Kemudian tersangka Tomy Angga Kusuma alias Tomy dari Kejaksaan Negeri Kota Probolinggo yang disangka melanggar Pasal 44 ayat (1) subsidiair Pasal 44 ayat (4) Undang-Undang Nomor 23 Tahun 2004 tentang Penghapusan Kekerasan Dalam Rumah Tangga.
Alasan pemberian penghentian penuntutan berdasarkan keadilan restoratif terhadap 4 (empat) berkas perkara dimaksud yaitu telah dilaksanakan proses perdamaian dimana Tersangka telah meminta maaf dan korban sudah memberikan permohonan maaf.
Tersangka belum pernah dihukum, tersangka baru pertama kali melakukan perbuatan pidana. Ancaman pidana denda atau penjara tidak lebih dari 5 (lima) tahun. Tersangka berjanji tidak akan lagi mengulangi perbuatannya.
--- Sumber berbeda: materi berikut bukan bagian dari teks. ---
//! Per-repository serializer: at most one build runs at a time per
//! repository, with unlimited parallelism across repositories. A single
//! task owns the active/pending maps; everything else talks to it over
//! an mpsc channel.

use std::collections::{HashMap, VecDeque};

use tokio::sync::{mpsc, oneshot};

use crate::db::build::BuildRepo;
use crate::db::repository::RepoRepo;
use crate::db::DbPool;
use crate::error::Result;
use crate::models::BuildStatus;

/// A request to run a build for `repo`. `ack` fires once the caller may
/// proceed; it is delivered immediately if the repo is idle, or queued
/// FIFO behind whatever is currently active.
struct Ticket {
    repo: String,
    ack: oneshot::Sender<()>,
}

enum SerializerMsg {
    Submit(Ticket),
    Finished(String),
}

/// Handle producers use to submit build attempts and report completion.
#[derive(Clone)]
pub struct Serializer {
    tx: mpsc::Sender<SerializerMsg>,
}

impl Serializer {
    pub fn spawn() -> Self {
        let (tx, mut rx) = mpsc::channel::<SerializerMsg>(256);

        tokio::spawn(async move {
            let mut active: HashMap<String, ()> = HashMap::new();
            let mut pending: HashMap<String, VecDeque<Ticket>> = HashMap::new();

            while let Some(msg) = rx.recv().await {
                match msg {
                    SerializerMsg::Submit(ticket) => {
                        if active.contains_key(&ticket.repo) {
                            pending.entry(ticket.repo.clone()).or_default().push_back(ticket);
                        } else {
                            active.insert(ticket.repo.clone(), ());
                            let _ = ticket.ack.send(());
                        }
                    }
                    SerializerMsg::Finished(repo) => {
                        active.remove(&repo);
                        if let Some(queue) = pending.get_mut(&repo) {
                            if let Some(next) = queue.pop_front() {
                                active.insert(repo.clone(), ());
                                let _ = next.ack.send(());
                            }
                            if queue.is_empty() {
                                pending.remove(&repo);
                            }
                        }
                    }
                }
            }
        });

        Self { tx }
    }

    /// Waits for the repository to become free, then returns. The caller
    /// must call [`Serializer::finished`] exactly once after the build
    /// completes, or the repository deadlocks.
    pub async fn acquire(&self, repo: impl Into<String>) {
        let (ack_tx, ack_rx) = oneshot::channel();
        let ticket = Ticket {
            repo: repo.into(),
            ack: ack_tx,
        };
        if self.tx.send(SerializerMsg::Submit(ticket)).await.is_err() {
            return;
        }
        let _ = ack_rx.await;
    }

    pub async fn finished(&self, repo: impl Into<String>) {
        let _ = self.tx.send(SerializerMsg::Finished(repo.into())).await;
    }
}

/// Closes builds left active by a crash: every row with
/// `finish IS NULL AND status != 'new'` is finalized with a fixed error
/// message and its on-disk footprint measured.
pub async fn recover_stale_builds(pool: &DbPool, builds_dir: &std::path::Path) -> Result<usize> {
    let stale = BuildRepo::get_stale_active(pool).await?;
    let count = stale.len();
    let mut repo_names: HashMap<i64, String> = HashMap::new();
    for build in stale {
        let repo_name = match repo_names.get(&build.repo_id.0) {
            Some(name) => name.clone(),
            None => {
                let name = RepoRepo::get_by_id(pool, build.repo_id)
                    .await?
                    .map(|r| r.name)
                    .unwrap_or_else(|| build.repo_id.0.to_string());
                repo_names.insert(build.repo_id.0, name.clone());
                name
            }
        };
        let dir = builds_dir.join(&repo_name).join(build.id.0.to_string());
        let disk_usage = directory_size(&dir).await.unwrap_or(0);
        BuildRepo::set_disk_usage(pool, build.id, disk_usage as i64).await?;
        BuildRepo::finish(
            pool,
            build.id,
            chrono::Utc::now(),
            Some("marked as failed/unfinished at ding startup."),
            build.last_line.as_deref(),
        )
        .await?;
    }
    Ok(count)
}

/// Re-submits every `status = 'new'` build through the serializer so
/// that queued-but-never-started builds survive a restart. Returns the
/// repo names re-queued, in submission order, for the caller to hand to
/// the build driver.
pub async fn recover_queued_builds(pool: &DbPool) -> Result<Vec<crate::models::Build>> {
    let queued = BuildRepo::get_queued(pool).await?;
    debug_assert!(queued.iter().all(|b| b.status == BuildStatus::New));
    Ok(queued)
}

async fn directory_size(path: &std::path::Path) -> std::io::Result<u64> {
    let mut total = 0u64;
    let mut stack = vec![path.to_path_buf()];
    while let Some(dir) = stack.pop() {
        let mut entries = match tokio::fs::read_dir(&dir).await {
            Ok(entries) => entries,
            Err(e) if e.kind() == std::io::ErrorKind::NotFound => continue,
            Err(e) => return Err(e),
        };
        while let Some(entry) = entries.next_entry().await? {
            let metadata = entry.metadata().await?;
            if metadata.is_dir() {
                stack.push(entry.path());
            } else {
                total += metadata.len();
            }
        }
    }
    Ok(total)
}

#[cfg(test)]
mod tests {
    use super::*;
    use std::sync::Arc;
    use tokio::sync::Mutex;

    #[tokio::test]
    async fn same_repo_serializes_fifo() {
        let serializer = Serializer::spawn();
        let order = Arc::new(Mutex::new(Vec::new()));

        let s1 = serializer.clone();
        let o1 = order.clone();
        let t1 = tokio::spawn(async move {
            s1.acquire("demo").await;
            o1.lock().await.push(1);
            s1.finished("demo").await;
        });

        // Give the first acquire a head start so ordering is deterministic.
        tokio::time::sleep(std::time::Duration::from_millis(10)).await;

        let s2 = serializer.clone();
        let o2 = order.clone();
        let t2 = tokio::spawn(async move {
            s2.acquire("demo").await;
            o2.lock().await.push(2);
            s2.finished("demo").await;
        });

        t1.await.unwrap();
        t2.await.unwrap();
        assert_eq!(*order.lock().await, vec![1, 2]);
    }

    #[tokio::test]
    async fn different_repos_run_concurrently() {
        let serializer = Serializer::spawn();
        serializer.acquire("a").await;
        serializer.acquire("b").await;
        // Both acquired without either calling `finished`: no deadlock.
        serializer.finished("a").await;
        serializer.finished("b").await;
    }
}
Sedangkan proses perdamaian dilakukan secara sukarela dengan musyawarah untuk mufakat, tanpa tekanan, paksaan, dan intimidasi. Tersangka dan korban setuju untuk tidak melanjutkan permasalahan ke persidangan karena tidak akan membawa manfaat yang lebih besar, Pertimbangan sosiologis dan Masyarakat merespon positif.
Selanjutnya, JAM-Pidum memerintahkan kepada Para Kepala Kejaksaan Negeri untuk menerbitkan Surat Ketetapan Penghentian Penuntutan (SKP2) Berdasarkan Keadilan Restoratif sesuai Peraturan Kejaksaan Republik Indonesia Nomor 15 Tahun 2020 dan Surat Edaran JAM-Pidum Nomor: 01/E/EJP/02/2022 tanggal 10 Februari 2022 tentang Pelaksanaan Penghentian Penuntutan Berdasarkan Keadilan Restoratif sebagai perwujudan kepastian hukum. (K.3.3.1/Kasi Penkum Kejati Riau/Hen)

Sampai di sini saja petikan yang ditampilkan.